[Saved data entries]
+-------+

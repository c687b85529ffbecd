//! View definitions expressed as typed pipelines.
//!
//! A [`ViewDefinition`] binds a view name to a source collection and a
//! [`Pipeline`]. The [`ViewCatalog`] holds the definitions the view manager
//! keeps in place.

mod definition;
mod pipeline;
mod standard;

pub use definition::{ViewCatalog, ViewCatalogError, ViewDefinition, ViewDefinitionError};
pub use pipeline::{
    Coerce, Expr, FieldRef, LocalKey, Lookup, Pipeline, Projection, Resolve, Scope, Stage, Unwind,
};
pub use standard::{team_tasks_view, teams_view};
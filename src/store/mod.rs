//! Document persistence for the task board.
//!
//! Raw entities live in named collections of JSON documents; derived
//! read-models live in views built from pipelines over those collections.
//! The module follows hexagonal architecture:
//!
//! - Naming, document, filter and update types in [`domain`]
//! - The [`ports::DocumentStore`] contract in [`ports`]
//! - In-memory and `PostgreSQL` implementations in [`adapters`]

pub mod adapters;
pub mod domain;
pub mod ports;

+-------+

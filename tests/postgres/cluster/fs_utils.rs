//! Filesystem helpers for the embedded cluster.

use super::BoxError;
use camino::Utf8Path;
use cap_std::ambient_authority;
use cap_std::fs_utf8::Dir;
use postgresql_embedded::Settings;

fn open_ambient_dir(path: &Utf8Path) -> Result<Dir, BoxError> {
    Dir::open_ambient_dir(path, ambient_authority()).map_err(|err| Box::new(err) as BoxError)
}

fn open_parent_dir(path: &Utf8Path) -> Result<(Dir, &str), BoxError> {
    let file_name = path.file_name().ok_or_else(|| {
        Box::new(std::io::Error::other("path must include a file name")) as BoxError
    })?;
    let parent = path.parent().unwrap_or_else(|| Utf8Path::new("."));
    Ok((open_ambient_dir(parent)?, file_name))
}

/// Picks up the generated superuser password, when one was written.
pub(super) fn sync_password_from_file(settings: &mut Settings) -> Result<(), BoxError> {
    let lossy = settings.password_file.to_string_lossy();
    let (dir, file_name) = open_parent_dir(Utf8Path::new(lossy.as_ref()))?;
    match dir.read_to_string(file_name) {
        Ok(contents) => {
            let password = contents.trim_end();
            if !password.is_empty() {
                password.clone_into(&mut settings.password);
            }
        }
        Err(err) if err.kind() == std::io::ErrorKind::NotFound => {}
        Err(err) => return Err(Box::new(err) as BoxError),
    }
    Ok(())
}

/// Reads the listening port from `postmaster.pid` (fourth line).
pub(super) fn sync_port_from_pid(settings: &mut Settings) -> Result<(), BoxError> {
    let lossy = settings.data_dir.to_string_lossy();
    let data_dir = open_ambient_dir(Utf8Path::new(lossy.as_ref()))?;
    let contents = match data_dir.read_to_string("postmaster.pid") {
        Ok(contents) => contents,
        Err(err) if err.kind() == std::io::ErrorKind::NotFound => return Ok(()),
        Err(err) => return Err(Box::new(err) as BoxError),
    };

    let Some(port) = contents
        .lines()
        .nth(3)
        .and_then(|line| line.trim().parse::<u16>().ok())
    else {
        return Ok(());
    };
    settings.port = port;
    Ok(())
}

+-------+

When a line of the records above contains the string "postmaster", count it once; then give the total and nothing else.

2